Cincinnati State's Promotion Puts Some Life Back into Printing
CINCINNATI—October 2009—Back in Gutenberg's day, printing wasn't considered a job, but an art. By the time Ben Franklin's era arrived, it had been relegated to "profession" status, but a highly skilled and honorable one. The reason is simple: Most printers in Colonial times were also the publishers of all newspapers or broadsheets, and often represented a community's only source of local, national and international news.
Although printing still touches our everyday lives in terms of the printed material we view for business and pleasure, the industry itself hardly receives the respect and recognition it once did. In spite of the numerous advances made in processes and equipment, and that printing is the 3rd or 4th largest industry in the country, many today see it as a field where practitioners do little more than sweat over noisy presses and come home covered with ink. It's this fairly common belief that has led to a decrease in the number of young people entering the printing profession.
"Life revolves around Print," a program developed by Professor Kathy Freed & Gary Walton of Cincinnati State is designed to not only motivate printing students, but interest other young people in finding out more about the profession. Its main objective is to instill students with pride in the printing industry; so much so that they'll tell others about it. "We want to let students know it's a high-tech, money-making industry," Walton says. Currently, the program is only being offered at Cincinnati State, but Walton has plans to market it on a wider basis.

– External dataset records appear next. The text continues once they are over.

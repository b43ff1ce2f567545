//! Timeout enforcement.
//!
//! # Responsibilities
//! - Wrap each transport attempt with a deadline
//! - Report an expired deadline as a distinct, retryable `Timeout`
//!
//! # Design Decisions
//! - Uses Tokio's timeout facilities; the inner future is dropped on expiry
//! - Applies per attempt, never across retries or backoff

use std::future::Future;
use std::time::Duration;

use tokio::time::timeout;

use crate::error::{GovernorError, GovernorResult};

/// Run `fut` with a deadline, mapping expiry to [`GovernorError::Timeout`].
pub async fn with_deadline<F, T>(url: &str, deadline: Duration, fut: F) -> GovernorResult<T>
where
    F: Future<Output = GovernorResult<T>>,
{
    match timeout(deadline, fut).await {
        Ok(result) => result,
        Err(_) => {
            tracing::warn!(url = %url, timeout_ms = deadline.as_millis() as u64, "Transport deadline exceeded");
            Err(GovernorError::Timeout {
                url: url.to_string(),
                timeout: deadline,
            })
        }
    }
}
//! Retry logic.
//!
//! # Responsibilities
//! - Classify raw transport outcomes into [`GovernorError`] variants
//! - Gate every attempt on a rate limiter permit
//! - Retry retryable failures with exponential backoff
//! - Abort promptly when the caller cancels
//!
//! # Design Decisions
//! - Only this module looks at raw status codes
//! - Network errors, timeouts, 429 and 5xx are retryable; other 4xx are not
//! - A request the transport could not issue at all is not retried
//! - Backoff sleeps never consume a permit; the next attempt does
//! - The final error is returned unchanged, never wrapped as "exhausted"

use std::time::Duration;

use serde_json::Value;
use tokio_util::sync::CancellationToken;

use crate::config::RetryConfig;
use crate::error::{CancelStage, GovernorError, GovernorResult};
use crate::observability::metrics;
use crate::resilience::backoff::calculate_backoff;
use crate::resilience::rate_limiter::RateLimiter;
use crate::resilience::timeouts::with_deadline;
use crate::transport::{Transport, TransportError, TransportRequest, TransportResponse};

/// Per-call retry policy.
#[derive(Debug, Clone, PartialEq)]
pub struct RetryPolicy {
    /// Total attempts including the first. Must be at least 1.
    pub max_attempts: u32,
    pub base_delay: Duration,
    pub max_delay: Duration,
    pub jitter_ratio: f64,
}

impl RetryPolicy {
    /// Policy with the given attempts and base delay, default cap and no jitter.
    ///
    /// The cap is raised to `base_delay` when the default would undercut it.
    pub fn new(max_attempts: u32, base_delay: Duration) -> Self {
        let defaults = Self::default();
        Self {
            max_attempts,
            base_delay,
            max_delay: defaults.max_delay.max(base_delay),
            jitter_ratio: defaults.jitter_ratio,
        }
    }

    pub fn from_config(config: &RetryConfig) -> Self {
        Self {
            max_attempts: config.max_attempts,
            base_delay: Duration::from_millis(config.base_delay_ms),
            max_delay: Duration::from_millis(config.max_delay_ms),
            jitter_ratio: config.jitter_ratio,
        }
    }

    /// A single attempt, no retries.
    pub fn no_retry() -> Self {
        Self::new(1, Duration::ZERO)
    }

    pub fn with_max_delay(mut self, max_delay: Duration) -> Self {
        self.max_delay = max_delay;
        self
    }

    pub fn validate(&self) -> GovernorResult<()> {
        if self.max_attempts == 0 {
            return Err(GovernorError::InvalidRetryPolicy {
                reason: "max_attempts must be at least 1".to_string(),
            });
        }
        if self.max_delay < self.base_delay {
            return Err(GovernorError::InvalidRetryPolicy {
                reason: format!(
                    "max_delay {:?} is below base_delay {:?}",
                    self.max_delay, self.base_delay
                ),
            });
        }
        Ok(())
    }

    /// Delay before the attempt following failed attempt `attempt`.
    ///
    /// A `Retry-After` hint stretches the delay but never past `max_delay`.
    pub fn delay_after(&self, attempt: u32, error: &GovernorError) -> Duration {
        let backoff = calculate_backoff(attempt, self.base_delay, self.max_delay, self.jitter_ratio);
        match error.retry_after() {
            Some(hint) => backoff.max(hint.min(self.max_delay)),
            None => backoff,
        }
    }
}

impl Default for RetryPolicy {
    fn default() -> Self {
        Self::from_config(&RetryConfig::default())
    }
}

/// Turn a raw response into the decoded body or a classified error.
pub fn classify_response(url: &str, response: TransportResponse) -> GovernorResult<Value> {
    let status = response.status;
    match status {
        200..=299 => serde_json::from_str(&response.body).map_err(|e| GovernorError::InvalidResponse {
            url: url.to_string(),
            message: e.to_string(),
        }),
        429 => Err(GovernorError::RateLimitExceeded {
            url: url.to_string(),
            retry_after: response.header("retry-after").and_then(parse_retry_after),
        }),
        404 => Err(GovernorError::NotFound {
            target: url.to_string(),
        }),
        500..=599 => Err(GovernorError::ServerError {
            url: url.to_string(),
            status,
        }),
        _ => Err(GovernorError::ClientError {
            url: url.to_string(),
            status,
        }),
    }
}

/// Classify a connection-level failure.
pub fn classify_transport_error(url: &str, error: TransportError) -> GovernorError {
    match error {
        TransportError::Timeout(timeout) => GovernorError::Timeout {
            url: url.to_string(),
            timeout,
        },
        TransportError::Connect(message) | TransportError::Interrupted(message) => GovernorError::NetworkError {
            url: url.to_string(),
            message,
        },
        TransportError::Other(message) => GovernorError::RequestFailed {
            url: url.to_string(),
            message,
        },
    }
}

/// `Retry-After` in delta-seconds form. HTTP-date values are ignored.
fn parse_retry_after(value: &str) -> Option<Duration> {
    value.trim().parse::<u64>().ok().map(Duration::from_secs)
}

/// Issues one logical call with permits, classification and backoff.
///
/// Borrows the limiter and transport for the duration of a call; owns nothing.
pub struct RetryingExecutor<'a, T: Transport + ?Sized> {
    transport: &'a T,
    limiter: &'a RateLimiter,
    attempt_timeout: Duration,
}

impl<'a, T: Transport + ?Sized> RetryingExecutor<'a, T> {
    pub fn new(transport: &'a T, limiter: &'a RateLimiter, attempt_timeout: Duration) -> Self {
        Self {
            transport,
            limiter,
            attempt_timeout,
        }
    }

    /// Run `request` under `policy` until success, a permanent failure,
    /// exhaustion, or cancellation.
    pub async fn run(
        &self,
        request: &TransportRequest,
        policy: &RetryPolicy,
        cancel: &CancellationToken,
    ) -> GovernorResult<Value> {
        policy.validate()?;
        let url = request.path.as_str();

        for attempt in 0..policy.max_attempts {
            let error = match self.attempt(request, cancel).await {
                Ok(body) => {
                    if attempt > 0 {
                        tracing::info!(url = %url, attempts = attempt + 1, "Request succeeded after retry");
                    }
                    return Ok(body);
                }
                Err(e) => e,
            };

            let last_attempt = attempt + 1 == policy.max_attempts;
            if !error.is_retryable() || last_attempt {
                tracing::warn!(
                    url = %url,
                    attempt = attempt + 1,
                    kind = %error.kind(),
                    retryable = error.is_retryable(),
                    error = %error,
                    "Request failed"
                );
                return Err(error);
            }

            let delay = policy.delay_after(attempt, &error);
            tracing::info!(
                url = %url,
                attempt = attempt + 1,
                delay = ?delay,
                kind = %error.kind(),
                "Retrying request"
            );
            metrics::record_retry(error.kind().as_str());

            tokio::select! {
                biased;
                _ = cancel.cancelled() => {
                    return Err(GovernorError::Cancelled { stage: CancelStage::Backoff });
                }
                _ = tokio::time::sleep(delay) => {}
            }
        }

        // max_attempts >= 1 was validated, so the loop always returns.
        Err(GovernorError::InvalidRetryPolicy {
            reason: "retry loop ended without an attempt".to_string(),
        })
    }

    async fn attempt(&self, request: &TransportRequest, cancel: &CancellationToken) -> GovernorResult<Value> {
        let url = request.path.as_str();

        tokio::select! {
            biased;
            _ = cancel.cancelled() => {
                return Err(GovernorError::Cancelled { stage: CancelStage::AwaitingPermit });
            }
            _ = self.limiter.acquire() => {}
        }

        let call = async {
            match self.transport.send(request).await {
                Ok(response) => classify_response(url, response),
                Err(e) => Err(classify_transport_error(url, e)),
            }
        };

        tokio::select! {
            biased;
            _ = cancel.cancelled() => Err(GovernorError::Cancelled { stage: CancelStage::Transport }),
            result = with_deadline(url, self.attempt_timeout, call) => result,
        }
    }
}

The program, which is still in its infancy, kicked off in fall 2009, and included the use of promotional products which are inexpensive and simple, yet still quite effective. Upon entering the classroom on the first day, Cincinnati State’s printing students are given note paper and a type face ruler bearing the message, ""Life revolves around Print," A number of other promotional products to carry the "Life revolves around Print," " imprint, such as bookmarks, book covers, playing cards and T-shirts, and a board game call graphology are currently in the works.